Your instructions: Hunt for the word "pictograms" across the entries below, copying each line that holds it.

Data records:

= = = =

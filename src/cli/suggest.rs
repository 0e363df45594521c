//! Topic word suggestion command.

use std::path::{Path, PathBuf};
use std::sync::Arc;

use clap::Args;

use crate::cli::common::{load_config, resolver_for, runtime, to_json, CliError, CliResult};
use crate::constants::DEFAULT_MAX_SUGGESTIONS;
use crate::services::SuggestionService;
use crate::words::{OpenAiWordGenerator, StaticWordGenerator, WordGenerator};

/// Suggest words and pictograms for a topic
#[derive(Debug, Clone, Args)]
pub struct SuggestArgs {
    /// Topic to suggest words for
    #[arg(short, long, value_name = "TOPIC")]
    pub topic: String,

    /// Maximum number of suggestions
    #[arg(short, long, value_name = "N", default_value_t = DEFAULT_MAX_SUGGESTIONS)]
    pub max: usize,

    /// Language for words and pictograms (defaults to symbols.language)
    #[arg(long, value_name = "LANG")]
    pub language: Option<String>,

    /// Read suggestions from a JSON word file instead of calling the word service
    #[arg(long, value_name = "FILE")]
    pub words: Option<PathBuf>,

    /// Skip pictogram lookup
    #[arg(long)]
    pub no_images: bool,

    /// Output results as JSON
    #[arg(long)]
    pub json: bool,
}

impl SuggestArgs {
    /// Execute the suggest command
    pub fn execute(&self, config_path: Option<&Path>) -> CliResult<()> {
        let config = load_config(config_path)?;
        let language = self
            .language
            .clone()
            .unwrap_or_else(|| config.symbols.language.clone());

        let generator: Arc<dyn WordGenerator> = match &self.words {
            Some(path) => Arc::new(
                StaticWordGenerator::from_json_file(path)
                    .map_err(|e| CliError::io(format!("{e:#}")))?,
            ),
            None => Arc::new(OpenAiWordGenerator::from_config(&config.llm)?),
        };
        let fetch_images = config.board.fetch_images && !self.no_images;
        let service = SuggestionService::new(generator, resolver_for(&config, fetch_images)?);

        let suggestions =
            runtime()?.block_on(service.suggest(&self.topic, self.max, &language))?;

        if self.json {
            println!("{}", to_json(&suggestions, false)?);
            return Ok(());
        }

        println!("Suggestions for '{}' ({}):", self.topic.trim(), suggestions.len());
        println!();
        for suggestion in &suggestions {
            let image = suggestion
                .pictogram
                .as_ref()
                .map_or("(no pictogram)", |p| p.url.as_str());
            println!("  {:<20} {}", suggestion.label, image);
        }
        Ok(())
    }
}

= = = =

Exercise solution:
/// Suggest words and pictograms for a topic
    /// Language for words and pictograms (defaults to symbols.language)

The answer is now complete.